Keeping track of all your passwords 

I've recommended a program called Password Safe, and if you'd like to know more about it net-security.org has screen shots of Password Safe.


Thursday, June 21, 2007

Does it feel like you're always hearing about software vulnerabilities? 

One day it's a news story about a bug in a Microsoft product, then there's a breaking news item about how your instant messenger program can let a bad guy take over your computer, then the next day it's something else.

You're not imagining it, the situation really is bad. There's very little software that can resist all the attacks that clever people are inventing.

In this kind of world I recommend that if you've got a program that talks to the network, and you haven't used it in a while, always check for upgrades or fixes before you use it again. Otherwise there's too much chance that while it was sitting unused someone found and started exploiting a security hole in it.


Wednesday, June 20, 2007

What a real attack looks like 

Anti-virus firm Trend Micro describes malicious software on Italian web sites. They have more technical detail than you want, but the important point is that the bad guys are taking over legitimate web sites and using them to take over visitors's machines.

This is scary because you can't protect yourself by staying out of the "bad neighborhoods" of the web.

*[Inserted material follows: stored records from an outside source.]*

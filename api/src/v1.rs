//! Module `v1` implements the v1 Overlay CRD API.
use kube::CustomResource;
use schemars::JsonSchema;
use serde::{Deserialize, Serialize};
use serde_json::Value;

/// VERSION is the kubernetes API group's version.
pub static VERSION: &str = "v1";

/// OverlaySpec carries the user-supplied partial object tree.
///
/// The payload is deliberately schemaless: whatever shape the user supplies
/// is merged onto the source template at reconcile time.
#[derive(Clone, CustomResource, Debug, Default, Deserialize, JsonSchema, PartialEq, Serialize)]
#[kube(
    group = "kubeforge.sh",
    version = "v1",
    kind = "Overlay",
    namespaced,
    plural = "overlays",
    status = "OverlayStatus",
    derive = "Default",
    derive = "PartialEq"
)]
pub struct OverlaySpec {
    /// Data is the partial tree merged onto the source template.
    #[serde(skip_serializing_if = "Option::is_none")]
    pub data: Option<Value>,
}

/// OverlayStatus mirrors the spec's payload shape. The controller reads but
/// never writes it.
#[derive(Clone, Debug, Default, Deserialize, JsonSchema, PartialEq, Serialize)]
pub struct OverlayStatus {
    /// Data is the observed payload, if any writer records one.
    #[serde(skip_serializing_if = "Option::is_none")]
    pub data: Option<Value>,
}

#[cfg(test)]
mod tests {
    use kube::Resource;
    use serde_json::json;

    use super::*;

    #[test]
    fn group_version_kind() {
        assert_eq!(Overlay::group(&()), crate::GROUP);
        assert_eq!(Overlay::version(&()), VERSION);
        assert_eq!(Overlay::kind(&()), "Overlay");
        assert_eq!(Overlay::plural(&()), "overlays");
        assert_eq!(Overlay::api_version(&()), "kubeforge.sh/v1");
    }

    #[test]
    fn payload_round_trip() {
        let o = Overlay::new(
            "sample",
            OverlaySpec {
                data: Some(json!({"pods": [{"name": "p1", "image": "nginx"}]})),
            },
        );
        let buf = serde_json::to_string(&o).expect("serialize overlay");
        assert!(buf.contains(r#""kind":"Overlay""#));
        let back: Overlay = serde_json::from_str(&buf).expect("deserialize overlay");
        assert_eq!(back.spec, o.spec);
    }
}
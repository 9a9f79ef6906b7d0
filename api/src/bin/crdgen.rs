//! Generates the Overlay CRD manifest on stdout.

use kube::CustomResourceExt;

fn main() {
    let crd = api::v1::Overlay::crd();
    print!("{}", serde_yaml::to_string(&crd).expect("serialize CRD"));
}
#![warn(rustdoc::missing_crate_level_docs)]
#![warn(missing_docs)]

//! Kubeforge implements common functionality for the controller binary and
//! the Overlay reconciliation engine itself.

use std::{fmt, sync::Arc, sync::LazyLock};

use kube::{Resource, ResourceExt};

use api::v1::Overlay;

/// Prelude is the common types for the reconciliation modules.
pub(crate) mod prelude {
    pub use std::sync::Arc;

    pub use futures::prelude::*;
    pub use kube::{
        self, Resource, ResourceExt,
        runtime::events::{Event, EventType},
    };
    pub use tokio_util::sync::CancellationToken;
    pub use tracing::{debug, error, info, instrument, trace, warn};

    pub use api::v1::Overlay;

    pub use crate::{CONTROLLER_NAME, Error, Health, OverlayKey, Result};
}

pub mod apply;
pub mod builder;
pub mod discovery;
pub mod dispatch;
pub mod http;
pub mod merge;
pub mod queue;
pub mod reconcile;
pub mod render;
pub mod source;

#[cfg(test)]
pub(crate) mod testing;

/// Error ...
#[derive(thiserror::Error, Debug)]
pub enum Error {
    /// TracingConfig indicates the error came from the tracing setup.
    #[error("tracing_subscriber error: {0}")]
    TracingConfig(#[from] tracing_subscriber::filter::ParseError),
    /// Tracing indicates the error came from installing the tracing subscriber.
    #[error("tracing error: {0}")]
    Tracing(#[from] tracing::subscriber::SetGlobalDefaultError),
    /// Kube is a generic error from the `kube` crate.
    #[error("kube error: {0}")]
    Kube(#[from] kube::Error),
    /// KubeConfig indicates the process was unable to infer a kubeconfig.
    #[error("kubeconfig error: {0}")]
    KubeConfig(#[from] kube::config::InferConfigError),
    /// KubeConfigRead indicates the provided kubeconfig could not be loaded.
    #[error("kubeconfig error: {0}")]
    KubeConfigRead(#[from] kube::config::KubeconfigError),
    /// Io indicates some OS-level I/O error.
    #[error("io error: {0}")]
    Io(#[from] std::io::Error),
    /// JSON indicates a JSON serialization failed.
    #[error("json error: {0}")]
    JSON(#[from] serde_json::Error),
    /// YAML indicates a YAML document failed to parse.
    #[error("yaml error: {0}")]
    YAML(#[from] serde_yaml::Error),
    /// AddrParse indicates the provided string failed to parse into an address.
    #[error("parse error: {0}")]
    AddrParse(#[from] ::http::uri::InvalidUri),
    /// Tokio indicates an error joining tasks.
    #[error("tokio error: {0}")]
    Tokio(#[from] tokio::task::JoinError),

    /// Config indicates invalid or incomplete startup configuration.
    #[error("invalid configuration: {0}")]
    Config(String),
    /// CacheSync indicates the informer caches never became ready.
    #[error("failed to wait for caches to sync")]
    CacheSync,
    /// Discovery indicates no API endpoint serves the named resource.
    #[error("no resource mapping found for {0:?}")]
    Discovery(String),
    /// Merge indicates the merged document broke a shape invariant.
    #[error("merge error: {0}")]
    Merge(String),
    /// MissingMetadata indicates a required metadata field was absent.
    #[error("missing metadata on kubernetes object: {0}")]
    MissingMetadata(&'static str),
    /// Validation indicates the API server rejected a dry-run create.
    #[error("validation failed for {name}: {source}")]
    Validation {
        /// Name of the rejected object.
        name: String,
        /// The underlying API error.
        source: kube::Error,
    },
    /// Apply indicates a create or delete failed after validation.
    #[error("apply failed for {name}: {source}")]
    Apply {
        /// Name of the object that failed to converge.
        name: String,
        /// The underlying API error.
        source: kube::Error,
    },
}

/// Result typedef for the engine.
pub type Result<T, E = Error> = std::result::Result<T, E>;

/// OverlayKey identifies an Overlay by namespace and name.
///
/// This is the work queue's item type; identical keys coalesce.
#[derive(Clone, Debug, Eq, Hash, PartialEq)]
pub struct OverlayKey {
    /// Namespace the Overlay lives in.
    pub namespace: String,
    /// Name of the Overlay.
    pub name: String,
}

impl OverlayKey {
    /// New constructs a key from its parts.
    pub fn new<N: Into<String>, S: Into<String>>(namespace: N, name: S) -> Self {
        Self {
            namespace: namespace.into(),
            name: name.into(),
        }
    }
}

impl fmt::Display for OverlayKey {
    fn fmt(&self, f: &mut fmt::Formatter<'_>) -> fmt::Result {
        write!(f, "{}/{}", self.namespace, self.name)
    }
}

impl From<&Overlay> for OverlayKey {
    fn from(overlay: &Overlay) -> Self {
        Self::new(overlay.namespace().unwrap_or_default(), overlay.name_any())
    }
}

/// HealthSignal is a callback flipping one introspection flag.
///
/// Signals are invoked from worker tasks; the receiving side owns whatever
/// synchronization it needs.
pub type HealthSignal = Arc<dyn Fn(bool) + Send + Sync>;

/// Health publishes readiness and liveness transitions.
#[derive(Clone)]
pub struct Health {
    ready: HealthSignal,
    healthy: HealthSignal,
}

impl Health {
    /// New bundles the two callbacks handed to the builder.
    pub fn new(ready: HealthSignal, healthy: HealthSignal) -> Self {
        Self { ready, healthy }
    }

    /// Set_ready flips the readiness flag.
    pub fn set_ready(&self, up: bool) {
        (self.ready.as_ref())(up);
    }

    /// Set_healthy flips the liveness flag.
    pub fn set_healthy(&self, up: bool) {
        (self.healthy.as_ref())(up);
    }
}

impl fmt::Debug for Health {
    fn fmt(&self, f: &mut fmt::Formatter<'_>) -> fmt::Result {
        f.write_str("health")
    }
}

/// Forge_annotation returns the provided argument as a name in the
/// controller's annotation space.
pub fn forge_annotation<S: AsRef<str>>(s: S) -> String {
    let mut out = String::from("kubeforge.sh/");
    out.push_str(s.as_ref());
    out
}

/// LAST_APPLIED_ANNOTATION carries the fingerprint of the configuration the
/// controller last applied to an object. It is the sole drift signal.
pub static LAST_APPLIED_ANNOTATION: LazyLock<String> =
    LazyLock::new(|| forge_annotation("last-applied-configuration"));

/// OVERRIDE_NAME_ANNOTATION, when present and non-empty on a produced object,
/// overrides the object's name.
pub static OVERRIDE_NAME_ANNOTATION: LazyLock<String> =
    LazyLock::new(|| forge_annotation("override-name"));

/// CONTROLLER_NAME is the name the controller uses whenever it needs a
/// human-readable default.
pub const CONTROLLER_NAME: &str = "kubeforge";

/// Overlay_kind is the owner kind dependent objects are matched against.
pub fn overlay_kind() -> &'static str {
    static KIND: LazyLock<String> = LazyLock::new(|| Overlay::kind(&()).into_owned());
    &KIND
}

#[cfg(test)]
mod tests {
    use super::*;

    #[test]
    fn annotations_are_namespaced() {
        assert_eq!(
            *LAST_APPLIED_ANNOTATION,
            "kubeforge.sh/last-applied-configuration"
        );
        assert_eq!(*OVERRIDE_NAME_ANNOTATION, "kubeforge.sh/override-name");
    }

    #[test]
    fn key_display() {
        let key = OverlayKey::new("default", "sample");
        assert_eq!(key.to_string(), "default/sample");
    }
}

They took over a bunch of perfectly normal web pages.

The attack was sophisticated. The malicious software checked what kind of web browser was connecting to it and looked up security holes to use against it based on what version it was.

You can defend yourself by


Saturday, June 16, 2007

I'll try to explain "cross-site scripting" 

I'm taking this on as a challenge. It's an important concept, it affects your security on the Web all the time, but even a lot of programmers get it wrong.

When you look at a web page, it sends a description of what your browser should show, and it often sends little programs that control what your browser does. That's where those obnoxious unclosable popup windows come from. The little programs ("scripts", in a computer language called Javascript) also have legitimate uses. For example, Gmail uses Javascript to do work on your computer instead of making long round trips to Google's web servers.

Microsoft's First Immutable Law of Security says that once you let a bad guy run a program on your computer, from then on it's the bad guy's computer and not yours any more.

Scripts can't completely take over your computer but they can control your web browser. They can log in to web sites where you've clicked "Remember me". They can do pretty much whatever you could do from your browser program.

So you shouldn't let scripts run from places you don't have a reason to trust. That's why one of my first lines of defense on my own computer is to run Firefox with an add-on called NoScript. NoScript lets me automatically block scripts from sites I don't know but allow them from places like Yahoo!

So far so good, but what if a site you trust, like Yahoo!, allows people to contribute content, like in a message board? Or do something else that changes the web page you see? Could those people put in a malicious script? They can, and they do. Just a couple of days ago Yahoo! fixed a problem that would have allowed bad guys to take over all your Yahoo! email and other accounts.

The bad guy attacks by giving you a complicated link to click which, if you click it, takes you to a rewritten Yahoo! page with a script that does something the bad guy wants but that you don't.

This is tough to defend against if you want to get full value out of the web. You could refuse to click strange links, which is a good idea anyway, but you can't always recognize them as attacks. You can keep scripts turned off, but you'll have to turn them back on for a few valuable sites, and if any of those have a security hole that lets a bad guy upload scripts, you're hosed.


Sunday, June 03, 2007

What is Google going to do about security? 

They just did something interesting. They bought a security company called GreenBorder, which wraps your web browser in a sort of cocoon or sandbox so that if something goes wrong , like visiting a malicious web site, the damage can't spread to your computer.

My first reaction to seeing GreenBorder, by the way, was to say "Whether they know it or not, Microsoft needs to buy you".

I don't know what Google has in mind, but it would make sense if they're planning more and richer desktop applications and want to contain the security risks up front. Smart.


Do you like learning by analogy? 

My colleague Scott Granneman talks about security analogies and gives some good ones. He's found them such a good way to teach security concepts that he has started a whole web site, http://www.securityanalogies.com, where people can contribute analogies about security.

He admits to the hazards of obscuring how things really work, bringing up one of my alltime favorite quotes:
Chandler Howell put this best when he said "Security is like an analogy. It only works up until the point that someone considers an angle or aspect that you haven't previously considered and accounted for."